## EXERCISE INSTRUCTIONS
Wherever a line in the records below contains "single", copy that line.

(THE DATA Opens)

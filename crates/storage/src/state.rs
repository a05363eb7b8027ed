// SPDX-License-Identifier: BUSL-1.1
// Copyright (c) 2026 Alfred Jean LLC

//! Materialized state built from WAL replay (§5.1).
//!
//! `apply_event` is the single idempotent replay function used both for live
//! application (immediately after a mutation commits) and for WAL replay on
//! restart. Handlers assign rather than mutate-in-place so that replaying
//! the same event twice is always a no-op.

use std::collections::HashMap;

use jobctl_core::{App, BatchJob, Event, Job, LogEvent, Session, Site, TransferItem};
use serde::{Deserialize, Serialize};

/// Materialized state derived by replaying the event log.
#[derive(Debug, Default, Clone, Serialize, Deserialize)]
pub struct MaterializedState {
    pub sites: HashMap<String, Site>,
    pub apps: HashMap<String, App>,
    pub batch_jobs: HashMap<String, BatchJob>,
    pub jobs: HashMap<String, Job>,
    pub transfer_items: HashMap<String, TransferItem>,
    pub sessions: HashMap<String, Session>,
    /// Keyed by LogEvent id so replaying an already-applied event is a no-op.
    pub log_events: HashMap<String, LogEvent>,
    /// Commit order of log event ids; ties broken by id ascending (§5).
    #[serde(default)]
    pub log_event_order: Vec<String>,
}

impl MaterializedState {
    pub fn get_job(&self, id: &str) -> Option<&Job> {
        self.jobs.get(id)
    }

    pub fn get_site(&self, id: &str) -> Option<&Site> {
        self.sites.get(id)
    }

    pub fn get_app(&self, id: &str) -> Option<&App> {
        self.apps.get(id)
    }

    pub fn get_batch_job(&self, id: &str) -> Option<&BatchJob> {
        self.batch_jobs.get(id)
    }

    pub fn get_session(&self, id: &str) -> Option<&Session> {
        self.sessions.get(id)
    }

    /// LogEvents for a single job, in commit order.
    pub fn events_for_job(&self, job_id: &str) -> Vec<&LogEvent> {
        self.log_event_order
            .iter()
            .filter_map(|id| self.log_events.get(id))
            .filter(|e| e.job_ref.as_str() == job_id)
            .collect()
    }

    fn append_log_event(&mut self, event: LogEvent) {
        let id = event.id.as_str().to_string();
        if self.log_events.insert(id.clone(), event).is_none() {
            self.log_event_order.push(id);
        }
    }

    /// Apply an event to derive state changes. Must be idempotent: applying
    /// the same event twice produces the same state as applying it once.
    pub fn apply_event(&mut self, event: &Event) {
        match event {
            Event::SiteCreated { site } | Event::SiteReplaced { site } => {
                self.sites.insert(site.id.as_str().to_string(), site.clone());
            }
            Event::SiteDeleted { id } => {
                self.sites.remove(id.as_str());
            }

            Event::AppCreated { app } | Event::AppReplaced { app } => {
                self.apps.insert(app.id.as_str().to_string(), app.clone());
            }
            Event::AppDeleted { id } => {
                self.apps.remove(id.as_str());
            }
            Event::AppsMerged {
                surviving,
                removed_ids,
                rewritten_jobs,
            } => {
                self.apps.insert(surviving.id.as_str().to_string(), surviving.clone());
                for id in removed_ids {
                    self.apps.remove(id.as_str());
                }
                for job in rewritten_jobs {
                    self.jobs.insert(job.id.as_str().to_string(), job.clone());
                }
            }

            Event::BatchJobCreated { batch_job } | Event::BatchJobReplaced { batch_job } => {
                self.batch_jobs
                    .insert(batch_job.id.as_str().to_string(), batch_job.clone());
            }
            Event::BatchJobDeleted { id } => {
                self.batch_jobs.remove(id.as_str());
            }

            Event::JobCreated {
                job,
                transfer_items,
                log_events,
            } => {
                self.jobs.insert(job.id.as_str().to_string(), job.clone());
                for item in transfer_items {
                    self.transfer_items
                        .insert(item.id.as_str().to_string(), item.clone());
                }
                for log_event in log_events {
                    self.append_log_event(log_event.clone());
                }
            }
            Event::JobsReplaced { jobs, log_events } => {
                for job in jobs {
                    self.jobs.insert(job.id.as_str().to_string(), job.clone());
                }
                for log_event in log_events {
                    self.append_log_event(log_event.clone());
                }
            }
            Event::JobsDeleted { ids } => {
                for id in ids {
                    self.jobs.remove(id.as_str());
                    self.transfer_items.retain(|_, item| item.job_ref != *id);
                    let removed_event_ids: Vec<String> = self
                        .log_events
                        .iter()
                        .filter(|(_, e)| e.job_ref == *id)
                        .map(|(k, _)| k.clone())
                        .collect();
                    for eid in removed_event_ids {
                        self.log_events.remove(&eid);
                    }
                    self.log_event_order.retain(|eid| self.log_events.contains_key(eid));
                }
            }

            Event::TransferItemReplaced { item } => {
                self.transfer_items
                    .insert(item.id.as_str().to_string(), item.clone());
            }
            Event::TransferItemsDeleted { ids } => {
                for id in ids {
                    self.transfer_items.remove(id.as_str());
                }
            }

            Event::SessionOpened { session } => {
                self.sessions
                    .insert(session.id.as_str().to_string(), session.clone());
            }
            Event::SessionTicked { id, heartbeat } => {
                if let Some(session) = self.sessions.get_mut(id.as_str()) {
                    session.heartbeat = *heartbeat;
                }
            }
            Event::SessionJobsAcquired { id, job_refs } => {
                if let Some(session) = self.sessions.get_mut(id.as_str()) {
                    session.acquired_job_refs.extend(job_refs.iter().cloned());
                }
            }
            Event::SessionClosed { id } => {
                self.sessions.remove(id.as_str());
            }
        }
    }
}

#[cfg(test)]
#[path = "state_tests.rs"]
mod tests;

(THE DATA Closes)

## RESULT
//! `apply_event` is the single idempotent replay function used both for live
    /// LogEvents for a single job, in commit order.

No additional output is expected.